As your larvae nears the 2-week mark you will notice they have grown substantially in size. What once were teeny little things are now humongous! Soon it will be time for pupating (if it is outdoors, it will migrate away from the host plant, sometimes FAR away!).
For those larvae that are in a rearing container you will need to provide places for them to pupate. IF your container is large enough, you don't have to do anything more than place a paper towel or coffee filter or toilet tissue across the TOP of your container.
Monarchs pupate by hanging upside-down in a 'J' position.
The paper towel/coffee filter provides a medium for the caterpillar to pupate upon AND it serves as another purpose: you can easily transfer the pupa to another container once the chrysalis has hardened!
Although it isn't necessary to go and buy fancy butterfly pop-ups, Insectlore sells inexpensive mesh 'habitats' on-line for under $20. The shorter one is called the Butterfly Garden and comes as part of a 'kit' which includes five Painted Lady larvae. The taller one is the Pavilion and can be purchased as part of a kit or by itself. To purchase either of these items, click on the
Insectlore Butterfly Kit link.
Once the pupa has hardened and the head capsule has been 'popped' off if you want to move the chrysalis, you can do so safely. This is where the tape comes in. Simply roll some packaging tape into a loop, then tape the pupa (chrysalis) onto another rearing container. Make sure the new container (IF you are moving the pupa) has enough space for an adult butterfly to spread its wings.

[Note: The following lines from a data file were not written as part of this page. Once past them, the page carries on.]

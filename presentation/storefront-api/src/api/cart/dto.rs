use poem_openapi::Object;

use business::domain::cart::events::{CartChange, CartEvent, Durability};
use business::domain::cart::model::{CartLineItem, CartSummary};

#[derive(Debug, Clone, Object)]
pub struct AddCartItemRequest {
    pub product_id: u64,
    /// Defaults to 1; zero is rejected
    #[oai(skip_serializing_if_is_none)]
    pub quantity: Option<u32>,
}

#[derive(Debug, Clone, Object)]
pub struct SetQuantityRequest {
    /// Zero or negative removes the item
    pub quantity: i64,
}

#[derive(Debug, Clone, Object)]
pub struct CartItemResponse {
    pub id: u64,
    pub name: String,
    /// Decimal price as a string, e.g. "9.99"
    pub price: String,
    pub image: String,
    pub quantity: u32,
    pub subtotal: String,
}

impl From<CartLineItem> for CartItemResponse {
    fn from(item: CartLineItem) -> Self {
        Self {
            id: item.id.value(),
            subtotal: item.subtotal().to_string(),
            name: item.name,
            price: item.price.to_string(),
            image: item.image,
            quantity: item.quantity.get(),
        }
    }
}

#[derive(Debug, Clone, Object)]
pub struct CartResponse {
    pub items: Vec<CartItemResponse>,
    pub total_items: u64,
    pub total_price: String,
    pub line_count: u64,
    /// Badge text, e.g. "[3]"
    pub badge: String,
}

impl CartResponse {
    pub fn new(items: Vec<CartLineItem>, summary: CartSummary, badge: String) -> Self {
        Self {
            items: items.into_iter().map(Into::into).collect(),
            total_items: summary.total_items,
            total_price: summary.total_price.to_string(),
            line_count: summary.line_count as u64,
            badge,
        }
    }
}

#[derive(Debug, Clone, Object)]
pub struct CartMutationResponse {
    /// False when the request did not change the cart
    pub changed: bool,
    /// Kind of change: "item_added", "item_removed", "quantity_changed",
    /// "cleared" or "none"
    pub event: String,
    /// Whether the new cart was written to storage
    pub persisted: bool,
    #[oai(skip_serializing_if_is_none)]
    pub durability_error: Option<String>,
    pub cart: CartResponse,
}

impl CartMutationResponse {
    pub fn from_change(change: Option<CartChange>, cart: CartResponse) -> Self {
        let Some(change) = change else {
            return Self {
                changed: false,
                event: "none".to_string(),
                persisted: true,
                durability_error: None,
                cart,
            };
        };

        let event = match change.event {
            CartEvent::ItemAdded { .. } => "item_added",
            CartEvent::ItemRemoved { .. } => "item_removed",
            CartEvent::QuantityChanged { .. } => "quantity_changed",
            CartEvent::Cleared { .. } => "cleared",
        };
        let durability_error = match change.durability {
            Durability::Persisted => None,
            Durability::Failed { reason } => Some(reason),
        };

        Self {
            changed: true,
            event: event.to_string(),
            persisted: durability_error.is_none(),
            durability_error,
            cart,
        }
    }
}
use std::sync::Arc;

use async_trait::async_trait;

use crate::application::catalog::product_card::ProductCardBuilder;
use crate::domain::catalog::gateway::CatalogGateway;
use crate::domain::catalog::model::{Certificate, Company, Partner};
use crate::domain::catalog::storefront::{
    CategorySummary, CompanyProfile, DEFAULT_MENU_CATEGORY_NAME, ProductListing, StorefrontPage,
};
use crate::domain::catalog::use_cases::load_storefront::{
    LoadStorefrontParams, LoadStorefrontUseCase,
};
use crate::domain::logger::Logger;
use crate::domain::shared::value_objects::{CategoryId, LanguageCode};

pub struct LoadStorefrontUseCaseImpl {
    pub gateway: Arc<dyn CatalogGateway>,
    pub logger: Arc<dyn Logger>,
    pub language: LanguageCode,
}

impl LoadStorefrontUseCaseImpl {
    async fn company(&self, language: &LanguageCode) -> Option<CompanyProfile> {
        match self.gateway.get_companies().await {
            Ok(companies) => {
                let company = companies.into_iter().next();
                if company.is_none() {
                    self.logger.warn("No company data available");
                }
                company.map(|company| company_profile(company, language))
            }
            Err(err) => {
                self.logger
                    .error(&format!("Error loading company data: {}", err));
                None
            }
        }
    }

    async fn products(
        &self,
        category: Option<CategoryId>,
        language: &LanguageCode,
    ) -> ProductListing {
        let products = match self.gateway.get_products(category).await {
            Ok(products) => products,
            Err(err) => {
                self.logger
                    .error(&format!("Error loading products: {}", err));
                return ProductListing::Unavailable(err.to_string());
            }
        };
        if products.is_empty() {
            return ProductListing::Empty;
        }

        let mut builder =
            ProductCardBuilder::new(self.gateway.as_ref(), self.logger.as_ref(), language);
        let mut cards = Vec::with_capacity(products.len());
        for product in &products {
            cards.push(builder.build(product).await);
        }
        ProductListing::Loaded(cards)
    }

    async fn categories(&self, language: &LanguageCode) -> Vec<CategorySummary> {
        match self.gateway.get_categories().await {
            Ok(categories) => categories
                .into_iter()
                .map(|category| CategorySummary {
                    id: category.id,
                    name: category
                        .translations
                        .resolve_field(language, "name")
                        .unwrap_or(DEFAULT_MENU_CATEGORY_NAME)
                        .to_string(),
                })
                .collect(),
            Err(err) => {
                self.logger
                    .error(&format!("Error loading categories: {}", err));
                Vec::new()
            }
        }
    }

    async fn partners(&self) -> Vec<Partner> {
        match self.gateway.get_partners().await {
            Ok(partners) => partners
                .into_iter()
                .map(|partner| Partner {
                    logo: self.resolve_media(partner.logo.as_deref()),
                    ..partner
                })
                .collect(),
            Err(err) => {
                self.logger
                    .error(&format!("Error loading partners: {}", err));
                Vec::new()
            }
        }
    }

    async fn certificates(&self) -> Vec<Certificate> {
        match self.gateway.get_certificates().await {
            Ok(certificates) => certificates
                .into_iter()
                .map(|certificate| Certificate {
                    image: self.resolve_media(certificate.image.as_deref()),
                    ..certificate
                })
                .collect(),
            Err(err) => {
                self.logger
                    .error(&format!("Error loading certificates: {}", err));
                Vec::new()
            }
        }
    }

    fn resolve_media(&self, path: Option<&str>) -> Option<String> {
        Some(self.gateway.media_url(path.unwrap_or_default())).filter(|url| !url.is_empty())
    }
}

fn company_profile(company: Company, language: &LanguageCode) -> CompanyProfile {
    let translation = company.translations.resolve(language);
    let field = |value: Option<&str>| value.map(str::to_string);

    CompanyProfile {
        name: field(translation.and_then(|t| t.name())),
        address: field(translation.and_then(|t| t.address())),
        about_us: field(translation.and_then(|t| t.about_us())),
        phone: company.phone,
        email: company.email,
        website: company.website,
        socials: company.socials,
    }
}

#[async_trait]
impl LoadStorefrontUseCase for LoadStorefrontUseCaseImpl {
    async fn execute(&self, params: LoadStorefrontParams) -> StorefrontPage {
        let language = params.language.unwrap_or_else(|| self.language.clone());
        self.logger.debug(&format!(
            "Loading storefront (category: {:?}, language: {})",
            params.category.map(|id| id.value()),
            language
        ));

        let company = self.company(&language).await;
        let products = self.products(params.category, &language).await;
        let categories = self.categories(&language).await;
        let partners = self.partners().await;
        let certificates = self.certificates().await;

        StorefrontPage {
            company,
            products,
            categories,
            partners,
            certificates,
        }
    }
}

If the container has smooth walls, then be sure to provide a stick so the butterfly has something to climb onto.)
You just want to be sure that no matter what you do use that the butterfly can safely eclose (come out of the chrysalis) and be able to SPREAD its wings without being forced to have crumpled up wings. Having something to hold on to will also keep the butterfly from drowning in its meconium (waste fluids, often a reddish-brownish liquid) that you may see after it ecloses.
Now, all you have to do is wait for the butterfly to harden its wings (larger butterflies need more time), then you can release it when the outdoor temperatures are around 70-degrees. Whew! A piece of cake!